Early political career

Poincaré had served for over a year in the Department of Agriculture when in 1887 he was elected deputy for the Meuse département. He made a great reputation in the Chamber as an economist, and sat on the budget commissions of 1890–1891 and 1892. He was minister of education, fine arts and religion in the first cabinet (April  November 1893) of Charles Dupuy, and minister of finance in the second and third (May 1894  January 1895).

In Alexandre Ribot's cabinet Poincaré became minister of public instruction. Although he was excluded from the Radical cabinet which followed, the revised scheme of death duties proposed by the new ministry was based upon his proposals of the previous year. He became vice-president of the chamber in the autumn of 1895, and in spite of the bitter hostility of the Radicals retained his position in 1896 and 1897.

Along with other followers of "Opportunist" Léon Gambetta, Poincaré founded the Democratic Republican Alliance (ARD) in 1902, which became the most important center-right party under the Third Republic. In 1906 he returned to the ministry of finance in the short-lived Sarrien ministry. Poincaré had retained his practice at the bar during his political career, and he published several volumes of essays on literary and political subjects.

"Poincarism" was a political movement, 1902–20. In 1902 it was used by Clemenceau to define a young generation of conservative politicians who had lost the idealism of the founders of the republic. After 1911 the term was used to mean "national renewal" when faced with the German threat. After the First World War, "Poincarism" refers to his support of business and financial interests.[1]

First premiership

Poincaré became Prime Minister in January 1912, and began pursuing a hardline anti-German policy, noted for restoring close ties with France's ally Russia.

Presidency

Official portrait of Poincaré by Pierre Carrier-Belleuse.

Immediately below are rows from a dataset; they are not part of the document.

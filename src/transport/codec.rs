//! Frame codec for the plugin socket.
//!
//! Wire format, one [`DpMessage`] per frame:
//!
//! ```text
//! [len: u32 (big-endian)][JSON payload of exactly `len` bytes]
//! ```
//!
//! A stream may carry many frames back to back; `ListAndWatch` connections
//! rely on this to deliver repeated `DeviceList` frames.

use tokio::io::{AsyncRead, AsyncReadExt, AsyncWrite, AsyncWriteExt};

use crate::error::DpError;
use crate::message::DpMessage;

/// Upper bound on a single frame's payload.
pub const MAX_FRAME_LEN: usize = 16 * 1024 * 1024;

/// Serialize `msg` and write it as one length-prefixed frame.
pub async fn write_frame<W>(writer: &mut W, msg: &DpMessage) -> Result<(), DpError>
where
    W: AsyncWrite + Unpin,
{
    let payload = serde_json::to_vec(msg).map_err(DpError::internal)?;
    if payload.len() > MAX_FRAME_LEN {
        return Err(DpError::Transport(format!(
            "frame of {} bytes exceeds the {} byte limit",
            payload.len(),
            MAX_FRAME_LEN
        )));
    }
    let len = payload.len() as u32;
    writer
        .write_all(&len.to_be_bytes())
        .await
        .map_err(DpError::transport)?;
    writer.write_all(&payload).await.map_err(DpError::transport)?;
    writer.flush().await.map_err(DpError::transport)?;
    Ok(())
}

/// Read one frame, returning `Ok(None)` on a clean end of stream.
pub async fn read_frame<R>(reader: &mut R) -> Result<Option<DpMessage>, DpError>
where
    R: AsyncRead + Unpin,
{
    let mut len_buf = [0u8; 4];
    match reader.read_exact(&mut len_buf).await {
        Ok(_) => {}
        Err(e) if e.kind() == std::io::ErrorKind::UnexpectedEof => return Ok(None),
        Err(e) => return Err(DpError::transport(e)),
    }

    let len = u32::from_be_bytes(len_buf) as usize;
    if len > MAX_FRAME_LEN {
        return Err(DpError::Transport(format!(
            "peer announced a {len} byte frame, limit is {MAX_FRAME_LEN}"
        )));
    }

    let mut payload = vec![0u8; len];
    reader
        .read_exact(&mut payload)
        .await
        .map_err(DpError::transport)?;

    let msg: DpMessage = serde_json::from_slice(&payload)
        .map_err(|e| DpError::Transport(format!("malformed frame: {e}")))?;
    Ok(Some(msg))
}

Poincaré won election as President of the Republic in 1913, in succession to Armand Fallières. He attempted to make that office into a site of power for the first time since MacMahon in the 1870s. He generally managed to continue to dominate foreign policy, in particular. He went to Russia, for the second time (but for the first time as president) to reinforce the Franco-Russian Alliance.

He became increasingly sidelined after the accession to power of Georges Clemenceau as Prime Minister in 1917. He believed the Armistice happened too soon and that the French Army should have penetrated Germany far more.[3] At the Paris Peace Conference of 1919, negotiating the Treaty of Versailles, he wanted France to wrest the Rhineland from Germany to put it under Allied military control.[4] Poincaré wrote a memorandum for the conference, saying that after the Franco-Prussian War Germany occupied various French provinces and did not leave until it received all of the indemnity, whereas France wanted reparations for damage caused. He further claimed that if the Allies did not occupy the Rhineland and at a later date found that they would need to do so again, Germany would label them the aggressors:

And, further, shall we be sure of finding the left bank free from German troops? Germany is supposedly going to undertake to have neither troops nor fortresses on the left bank and within a zone extending 50 k.m. east of the Rhine. But the Treaty does not provide for any permanent supervision of troops and armaments on the left bank any more than elsewhere in Germany. In the absence of this permanent supervision, the clause stipulating that the League of Nations may order enquiries to be undertaken is in danger of being purely illusory. We can thus have no guarantee that after the expiry of the fifteen years and the evacuation of the left bank, the Germans will not filter troops by degrees into this district. Even supposing they have not previously done so, how can we prevent them doing it at the moment when we intend to re-occupy on account of their default? It will be simple for them to leap to the Rhine in a night and to seize this natural military frontier well ahead of us. The option to renew the occupation should not therefore from any point of view be substituted for occupation.[5]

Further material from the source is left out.